• _Action item_
Consider the listing below. Extract exactly the lines from the line containing "async fn chat(&self, messages: Vec<ChatMessage>)" to the line containing "rounding in invoice", both included.

• _Task data_
##############################
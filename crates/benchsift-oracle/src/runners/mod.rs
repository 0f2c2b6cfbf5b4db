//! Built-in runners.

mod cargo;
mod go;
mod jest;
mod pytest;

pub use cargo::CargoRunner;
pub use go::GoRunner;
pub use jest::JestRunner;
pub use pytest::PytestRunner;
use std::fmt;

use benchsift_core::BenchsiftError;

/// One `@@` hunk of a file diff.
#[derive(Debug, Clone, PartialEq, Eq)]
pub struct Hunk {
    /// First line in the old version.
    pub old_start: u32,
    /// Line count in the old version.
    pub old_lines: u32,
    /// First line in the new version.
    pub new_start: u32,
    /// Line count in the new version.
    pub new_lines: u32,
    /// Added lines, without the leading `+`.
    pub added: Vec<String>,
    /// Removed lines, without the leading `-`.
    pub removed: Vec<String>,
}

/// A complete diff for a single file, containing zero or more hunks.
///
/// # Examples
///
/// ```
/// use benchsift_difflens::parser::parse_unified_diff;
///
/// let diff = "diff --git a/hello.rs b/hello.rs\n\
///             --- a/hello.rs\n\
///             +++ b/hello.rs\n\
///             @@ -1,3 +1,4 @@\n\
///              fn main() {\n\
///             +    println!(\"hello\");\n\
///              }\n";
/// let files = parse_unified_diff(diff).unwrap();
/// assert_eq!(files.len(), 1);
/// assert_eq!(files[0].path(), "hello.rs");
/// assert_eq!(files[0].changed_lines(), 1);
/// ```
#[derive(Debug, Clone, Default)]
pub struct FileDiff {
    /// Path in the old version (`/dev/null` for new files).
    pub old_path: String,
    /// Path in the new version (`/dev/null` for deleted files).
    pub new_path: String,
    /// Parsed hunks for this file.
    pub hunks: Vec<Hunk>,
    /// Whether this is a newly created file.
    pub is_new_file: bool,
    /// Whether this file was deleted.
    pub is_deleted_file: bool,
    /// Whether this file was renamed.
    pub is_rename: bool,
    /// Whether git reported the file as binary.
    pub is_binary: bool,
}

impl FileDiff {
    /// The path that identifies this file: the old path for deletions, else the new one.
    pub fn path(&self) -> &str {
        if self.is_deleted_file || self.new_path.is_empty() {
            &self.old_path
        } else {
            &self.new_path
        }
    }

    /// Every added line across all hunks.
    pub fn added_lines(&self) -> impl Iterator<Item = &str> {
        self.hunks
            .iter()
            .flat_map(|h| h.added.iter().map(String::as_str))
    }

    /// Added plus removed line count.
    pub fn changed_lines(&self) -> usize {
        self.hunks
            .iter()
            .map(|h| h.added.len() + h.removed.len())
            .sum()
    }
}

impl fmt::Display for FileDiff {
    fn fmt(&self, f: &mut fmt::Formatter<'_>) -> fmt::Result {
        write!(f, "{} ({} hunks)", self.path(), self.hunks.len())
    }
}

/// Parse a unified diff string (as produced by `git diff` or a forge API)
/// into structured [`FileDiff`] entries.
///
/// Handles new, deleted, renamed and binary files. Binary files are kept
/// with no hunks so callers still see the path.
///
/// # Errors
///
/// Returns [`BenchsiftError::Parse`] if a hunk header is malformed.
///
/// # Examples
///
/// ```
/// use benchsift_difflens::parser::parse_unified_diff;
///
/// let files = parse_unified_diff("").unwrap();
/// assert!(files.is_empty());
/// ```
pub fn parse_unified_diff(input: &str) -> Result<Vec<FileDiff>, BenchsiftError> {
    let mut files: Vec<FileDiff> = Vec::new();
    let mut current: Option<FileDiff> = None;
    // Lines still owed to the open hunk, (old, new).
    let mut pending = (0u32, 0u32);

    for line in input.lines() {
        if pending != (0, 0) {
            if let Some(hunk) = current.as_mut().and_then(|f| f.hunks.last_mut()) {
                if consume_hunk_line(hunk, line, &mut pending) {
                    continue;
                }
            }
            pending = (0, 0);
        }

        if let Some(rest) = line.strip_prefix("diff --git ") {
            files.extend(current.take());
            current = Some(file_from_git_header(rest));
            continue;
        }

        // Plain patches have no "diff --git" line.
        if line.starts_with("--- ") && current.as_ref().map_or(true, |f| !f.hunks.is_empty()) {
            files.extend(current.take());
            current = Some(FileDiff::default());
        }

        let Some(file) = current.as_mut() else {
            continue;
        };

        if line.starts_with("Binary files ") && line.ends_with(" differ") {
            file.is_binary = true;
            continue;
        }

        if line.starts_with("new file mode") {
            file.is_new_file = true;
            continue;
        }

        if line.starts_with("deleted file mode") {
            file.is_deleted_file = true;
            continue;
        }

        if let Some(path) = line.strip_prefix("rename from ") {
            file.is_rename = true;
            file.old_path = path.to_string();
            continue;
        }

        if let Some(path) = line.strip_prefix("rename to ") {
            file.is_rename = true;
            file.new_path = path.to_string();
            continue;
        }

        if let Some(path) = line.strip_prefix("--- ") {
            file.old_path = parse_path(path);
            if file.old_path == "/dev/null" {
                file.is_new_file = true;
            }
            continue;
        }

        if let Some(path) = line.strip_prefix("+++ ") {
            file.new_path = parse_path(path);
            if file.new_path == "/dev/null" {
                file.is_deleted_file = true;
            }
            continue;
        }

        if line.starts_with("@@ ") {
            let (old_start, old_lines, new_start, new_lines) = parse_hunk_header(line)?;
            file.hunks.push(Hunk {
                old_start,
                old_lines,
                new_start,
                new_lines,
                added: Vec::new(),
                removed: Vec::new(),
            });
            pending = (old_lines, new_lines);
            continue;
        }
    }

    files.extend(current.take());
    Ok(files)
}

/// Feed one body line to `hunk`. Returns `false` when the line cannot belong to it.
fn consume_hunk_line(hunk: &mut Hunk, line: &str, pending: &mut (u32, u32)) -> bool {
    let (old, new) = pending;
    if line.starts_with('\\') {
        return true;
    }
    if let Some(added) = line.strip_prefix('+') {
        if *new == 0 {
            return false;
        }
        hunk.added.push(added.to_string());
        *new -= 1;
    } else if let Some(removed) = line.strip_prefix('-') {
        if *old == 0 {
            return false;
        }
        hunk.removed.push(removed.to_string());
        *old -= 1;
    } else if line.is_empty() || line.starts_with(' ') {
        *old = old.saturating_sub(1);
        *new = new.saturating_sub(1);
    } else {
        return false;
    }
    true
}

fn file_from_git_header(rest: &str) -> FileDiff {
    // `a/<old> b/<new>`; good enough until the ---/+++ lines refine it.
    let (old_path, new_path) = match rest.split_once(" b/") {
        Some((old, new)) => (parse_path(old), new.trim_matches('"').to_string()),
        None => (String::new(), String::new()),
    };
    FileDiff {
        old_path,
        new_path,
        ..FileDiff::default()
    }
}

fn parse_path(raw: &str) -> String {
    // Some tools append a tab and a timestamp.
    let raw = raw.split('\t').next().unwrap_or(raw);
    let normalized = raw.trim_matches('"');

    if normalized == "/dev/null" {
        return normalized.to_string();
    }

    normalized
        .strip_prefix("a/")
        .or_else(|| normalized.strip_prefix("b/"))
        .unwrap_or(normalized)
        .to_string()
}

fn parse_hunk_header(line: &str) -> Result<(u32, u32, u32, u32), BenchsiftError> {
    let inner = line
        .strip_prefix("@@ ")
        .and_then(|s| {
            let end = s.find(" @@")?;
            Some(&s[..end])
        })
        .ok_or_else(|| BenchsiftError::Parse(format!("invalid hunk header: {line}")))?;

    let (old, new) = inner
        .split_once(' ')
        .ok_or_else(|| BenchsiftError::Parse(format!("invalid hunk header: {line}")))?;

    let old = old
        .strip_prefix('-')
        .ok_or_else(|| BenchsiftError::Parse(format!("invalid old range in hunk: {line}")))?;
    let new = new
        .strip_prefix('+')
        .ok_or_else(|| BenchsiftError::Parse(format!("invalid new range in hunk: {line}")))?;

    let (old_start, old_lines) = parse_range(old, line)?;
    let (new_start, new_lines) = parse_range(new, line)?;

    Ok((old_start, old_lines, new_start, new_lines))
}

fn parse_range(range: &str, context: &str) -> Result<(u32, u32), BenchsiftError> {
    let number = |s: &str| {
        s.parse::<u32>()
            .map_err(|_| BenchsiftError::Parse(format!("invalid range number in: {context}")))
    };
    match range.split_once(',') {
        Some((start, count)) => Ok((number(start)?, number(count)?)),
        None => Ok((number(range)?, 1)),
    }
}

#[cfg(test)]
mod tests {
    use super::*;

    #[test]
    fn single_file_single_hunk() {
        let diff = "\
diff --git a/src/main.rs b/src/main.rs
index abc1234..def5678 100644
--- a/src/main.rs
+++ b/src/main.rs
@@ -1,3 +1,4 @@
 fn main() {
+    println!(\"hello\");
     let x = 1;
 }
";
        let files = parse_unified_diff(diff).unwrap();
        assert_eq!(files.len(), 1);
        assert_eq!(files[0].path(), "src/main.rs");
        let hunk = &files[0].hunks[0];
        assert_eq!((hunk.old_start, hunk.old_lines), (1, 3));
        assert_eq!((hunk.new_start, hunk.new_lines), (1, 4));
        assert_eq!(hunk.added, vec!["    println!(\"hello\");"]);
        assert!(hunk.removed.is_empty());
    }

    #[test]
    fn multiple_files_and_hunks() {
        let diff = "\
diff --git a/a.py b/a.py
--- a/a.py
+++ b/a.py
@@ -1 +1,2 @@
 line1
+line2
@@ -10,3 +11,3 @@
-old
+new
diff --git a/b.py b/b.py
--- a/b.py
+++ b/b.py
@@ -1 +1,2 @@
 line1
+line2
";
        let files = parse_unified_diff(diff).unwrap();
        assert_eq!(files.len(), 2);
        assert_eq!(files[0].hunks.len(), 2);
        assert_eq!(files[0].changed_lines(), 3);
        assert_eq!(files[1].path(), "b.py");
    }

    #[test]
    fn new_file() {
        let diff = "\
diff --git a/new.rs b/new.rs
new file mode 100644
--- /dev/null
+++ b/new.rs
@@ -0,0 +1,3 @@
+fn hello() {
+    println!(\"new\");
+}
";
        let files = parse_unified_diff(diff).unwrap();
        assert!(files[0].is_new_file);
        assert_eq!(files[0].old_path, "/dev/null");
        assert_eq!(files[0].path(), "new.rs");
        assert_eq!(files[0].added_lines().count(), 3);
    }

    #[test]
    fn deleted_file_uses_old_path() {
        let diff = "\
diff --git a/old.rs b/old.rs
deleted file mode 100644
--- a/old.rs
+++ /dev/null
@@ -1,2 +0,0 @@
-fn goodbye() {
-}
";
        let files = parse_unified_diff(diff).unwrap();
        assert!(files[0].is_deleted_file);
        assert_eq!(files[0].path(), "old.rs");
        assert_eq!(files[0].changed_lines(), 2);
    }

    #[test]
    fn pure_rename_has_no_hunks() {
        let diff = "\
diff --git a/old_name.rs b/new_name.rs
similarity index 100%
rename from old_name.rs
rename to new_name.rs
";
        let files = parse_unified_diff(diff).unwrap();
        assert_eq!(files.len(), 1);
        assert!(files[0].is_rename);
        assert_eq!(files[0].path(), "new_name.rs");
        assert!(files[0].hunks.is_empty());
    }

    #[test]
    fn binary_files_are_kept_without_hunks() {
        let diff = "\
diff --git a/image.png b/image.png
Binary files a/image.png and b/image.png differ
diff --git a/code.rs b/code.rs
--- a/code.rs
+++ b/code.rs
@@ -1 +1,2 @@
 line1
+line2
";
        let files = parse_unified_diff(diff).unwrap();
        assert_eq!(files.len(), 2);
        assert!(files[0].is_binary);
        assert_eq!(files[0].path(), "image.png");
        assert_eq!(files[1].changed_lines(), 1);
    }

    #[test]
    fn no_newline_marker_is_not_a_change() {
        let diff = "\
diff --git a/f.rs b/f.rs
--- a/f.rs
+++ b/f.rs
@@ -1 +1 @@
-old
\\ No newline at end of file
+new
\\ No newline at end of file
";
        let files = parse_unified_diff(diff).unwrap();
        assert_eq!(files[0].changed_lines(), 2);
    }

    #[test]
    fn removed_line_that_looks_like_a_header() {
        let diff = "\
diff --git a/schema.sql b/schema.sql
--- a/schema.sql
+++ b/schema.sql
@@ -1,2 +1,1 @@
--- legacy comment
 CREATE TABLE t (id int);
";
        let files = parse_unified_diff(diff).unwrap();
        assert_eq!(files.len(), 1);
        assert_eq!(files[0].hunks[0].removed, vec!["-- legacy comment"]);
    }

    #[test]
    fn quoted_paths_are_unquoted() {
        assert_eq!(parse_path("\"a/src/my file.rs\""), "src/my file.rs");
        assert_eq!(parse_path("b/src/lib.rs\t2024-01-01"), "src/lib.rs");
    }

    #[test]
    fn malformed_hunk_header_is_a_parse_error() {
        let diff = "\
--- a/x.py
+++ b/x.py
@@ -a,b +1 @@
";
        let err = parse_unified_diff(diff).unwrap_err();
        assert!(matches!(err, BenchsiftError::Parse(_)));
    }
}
##############################
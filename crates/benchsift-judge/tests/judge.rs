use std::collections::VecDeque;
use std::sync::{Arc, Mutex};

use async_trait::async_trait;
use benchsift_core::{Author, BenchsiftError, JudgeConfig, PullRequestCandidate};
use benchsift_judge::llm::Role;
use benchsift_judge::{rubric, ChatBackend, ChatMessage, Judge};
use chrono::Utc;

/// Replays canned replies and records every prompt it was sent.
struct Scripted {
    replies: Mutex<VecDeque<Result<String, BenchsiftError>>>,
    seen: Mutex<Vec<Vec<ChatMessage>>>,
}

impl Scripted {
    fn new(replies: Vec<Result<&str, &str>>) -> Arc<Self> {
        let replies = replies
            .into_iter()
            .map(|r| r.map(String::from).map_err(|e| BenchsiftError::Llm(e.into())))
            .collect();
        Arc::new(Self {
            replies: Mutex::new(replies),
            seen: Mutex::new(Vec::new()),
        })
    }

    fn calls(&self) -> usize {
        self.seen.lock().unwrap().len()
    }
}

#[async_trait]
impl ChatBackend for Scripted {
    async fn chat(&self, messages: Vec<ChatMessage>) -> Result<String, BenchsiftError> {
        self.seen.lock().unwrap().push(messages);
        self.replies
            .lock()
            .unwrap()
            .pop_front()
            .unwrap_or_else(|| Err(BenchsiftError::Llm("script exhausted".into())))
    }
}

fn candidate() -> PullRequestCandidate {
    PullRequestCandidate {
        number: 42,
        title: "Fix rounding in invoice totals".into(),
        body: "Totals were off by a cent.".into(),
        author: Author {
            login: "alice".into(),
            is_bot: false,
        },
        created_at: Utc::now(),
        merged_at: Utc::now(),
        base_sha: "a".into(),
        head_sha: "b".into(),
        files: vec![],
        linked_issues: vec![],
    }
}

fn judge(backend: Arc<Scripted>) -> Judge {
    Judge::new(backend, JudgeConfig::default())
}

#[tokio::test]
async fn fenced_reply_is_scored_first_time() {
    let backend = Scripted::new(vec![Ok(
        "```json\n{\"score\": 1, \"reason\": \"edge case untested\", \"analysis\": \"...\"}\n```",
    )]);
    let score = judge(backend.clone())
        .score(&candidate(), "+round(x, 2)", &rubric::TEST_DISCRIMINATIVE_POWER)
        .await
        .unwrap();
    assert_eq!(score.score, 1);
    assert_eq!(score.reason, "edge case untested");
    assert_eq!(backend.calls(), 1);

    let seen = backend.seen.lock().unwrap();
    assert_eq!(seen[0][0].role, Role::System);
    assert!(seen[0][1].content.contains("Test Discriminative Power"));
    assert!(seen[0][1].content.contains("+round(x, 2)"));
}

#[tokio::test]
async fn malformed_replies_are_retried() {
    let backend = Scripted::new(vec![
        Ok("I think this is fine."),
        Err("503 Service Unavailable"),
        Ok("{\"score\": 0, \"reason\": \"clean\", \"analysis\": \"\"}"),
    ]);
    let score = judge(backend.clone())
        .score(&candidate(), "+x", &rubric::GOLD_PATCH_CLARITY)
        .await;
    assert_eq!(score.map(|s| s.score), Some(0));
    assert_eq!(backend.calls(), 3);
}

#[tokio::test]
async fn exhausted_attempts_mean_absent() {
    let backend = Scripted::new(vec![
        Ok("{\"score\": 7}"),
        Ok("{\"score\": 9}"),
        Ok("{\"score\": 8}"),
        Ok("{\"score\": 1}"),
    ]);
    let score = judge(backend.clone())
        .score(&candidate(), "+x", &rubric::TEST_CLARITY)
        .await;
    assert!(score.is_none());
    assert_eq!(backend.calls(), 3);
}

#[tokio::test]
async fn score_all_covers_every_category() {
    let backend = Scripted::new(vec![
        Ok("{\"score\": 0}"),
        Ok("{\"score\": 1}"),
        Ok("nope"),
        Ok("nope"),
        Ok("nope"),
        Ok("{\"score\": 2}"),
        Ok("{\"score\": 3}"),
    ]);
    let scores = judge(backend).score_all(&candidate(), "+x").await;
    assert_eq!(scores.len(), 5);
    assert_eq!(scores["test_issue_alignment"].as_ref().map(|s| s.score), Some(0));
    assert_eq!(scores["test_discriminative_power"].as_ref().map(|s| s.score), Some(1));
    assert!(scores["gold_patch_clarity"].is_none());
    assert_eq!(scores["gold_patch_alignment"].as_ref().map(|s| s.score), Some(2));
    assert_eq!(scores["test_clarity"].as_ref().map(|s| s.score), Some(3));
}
##############################
• _Finished task_
    async fn chat(&self, messages: Vec<ChatMessage>) -> Result<String, BenchsiftError> {
        self.seen.lock().unwrap().push(messages);
        self.replies
            .lock()
            .unwrap()
            .pop_front()
            .unwrap_or_else(|| Err(BenchsiftError::Llm("script exhausted".into())))
    }
}

fn candidate() -> PullRequestCandidate {
    PullRequestCandidate {
        number: 42,
        title: "Fix rounding in invoice totals".into(),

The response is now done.